> Task directions: Filter the records below for the word "HttpServer". Keep each line that has it.

Collection entries
"""

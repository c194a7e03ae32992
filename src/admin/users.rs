use serde::{Deserialize, Serialize};
use tracing::{info, instrument};

use crate::error::ApiError;
use crate::http::ApiClient;

/// Account row from the admin user listing. The backend has shipped both a
/// single `role` and a `roles` list, so both are accepted.
#[derive(Debug, Clone, PartialEq, Serialize, Deserialize)]
#[serde(rename_all = "camelCase")]
pub struct AdminUser {
    pub id: i64,
    #[serde(default)]
    pub username: Option<String>,
    #[serde(default)]
    pub full_name: Option<String>,
    #[serde(default)]
    pub email: Option<String>,
    #[serde(default)]
    pub role: Option<String>,
    #[serde(default)]
    pub roles: Vec<String>,
    #[serde(default)]
    pub created_at: Option<String>,
}

impl AdminUser {
    pub fn display_name(&self) -> &str {
        self.full_name
            .as_deref()
            .or(self.username.as_deref())
            .unwrap_or("-")
    }

    pub fn role_list(&self) -> Vec<String> {
        let mut roles = self.roles.clone();
        if let Some(role) = &self.role {
            if !roles.contains(role) {
                roles.insert(0, role.clone());
            }
        }
        roles
    }
}

#[derive(Clone)]
pub struct AdminUserService {
    api: ApiClient,
}

impl AdminUserService {
    pub fn new(api: ApiClient) -> Self {
        Self { api }
    }

    pub async fn list(&self) -> Result<Vec<AdminUser>, ApiError> {
        self.api.get_json("/api/admin/users").await
    }

    #[instrument(skip(self))]
    pub async fn delete(&self, id: i64) -> Result<(), ApiError> {
        self.api.delete(&format!("/api/admin/users/{id}")).await?;
        info!(user_id = id, "user deleted");
        Ok(())
    }
}
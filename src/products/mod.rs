pub mod dto;
pub mod listing;
mod services;

pub use dto::{Page, PageRequest, Product, ProductImage, ProductInput};
pub use listing::ProductListing;
pub use services::{load_image, ProductService};
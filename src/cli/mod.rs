use clap::{Parser, Subcommand};
use log::info;
use std::path::PathBuf;

use crate::config::{self, Config};
use crate::http::server::HttpServer;
use crate::import;
use crate::playlist::Playlist;
use crate::shell::Shell;

#[derive(Parser)]
#[command(name = "chainplay")]
#[command(version = "0.1")]
#[command(about = "Linked-list music playlist player")]
pub struct Cli {
    /// Path to the config TOML file
    #[arg(short, long, default_value = "chainplay.toml")]
    pub config: PathBuf,

    #[command(subcommand)]
    pub command: Commands,
}

#[derive(Subcommand)]
pub enum Commands {
    /// Run http server hosting the playlist
    Serve,
    /// Manage the playlist from an interactive console
    Shell,
    /// Print the playlist built from the configured import roots
    List,
}

/// Entrypoint for CLI
pub fn run() -> anyhow::Result<()> {
    env_logger::Builder::from_env(env_logger::Env::default().default_filter_or("info")).init();

    let cli = Cli::parse();
    let cfg = Config::load_or_default(&cli.config)?;

    let playlist = load_playlist(&cfg.import);

    match cli.command {
        Commands::Serve => {
            let http_server = HttpServer::new(playlist, cfg.http);

            println!(
                "HTTP server running at http://{}:{}",
                http_server.config.bind_addr, http_server.config.port
            );
            http_server.run();
        }

        Commands::Shell => {
            let mut playlist = playlist;
            println!("Type 'help' for commands.");
            let stdin = std::io::stdin();
            let mut stdout = std::io::stdout();
            Shell::new(&mut playlist).run(stdin.lock(), &mut stdout)?;
        }

        Commands::List => {
            if playlist.is_empty() {
                println!("Playlist is empty. Upload some songs!");
            }
            for line in playlist.render() {
                println!("{line}");
            }
            println!("Total songs: {}", playlist.len());
        }
    }
    Ok(())
}

fn load_playlist(import_config: &config::ImportConfig) -> Playlist {
    let mut playlist = Playlist::new();
    let added = import::import_into(&mut playlist, import_config);
    if !import_config.roots.is_empty() {
        info!(
            "Imported {added} tracks from {} roots",
            import_config.roots.len()
        );
    }
    playlist
}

"""

> Output of the task:
use crate::http::server::HttpServer;
            let http_server = HttpServer::new(playlist, cfg.http);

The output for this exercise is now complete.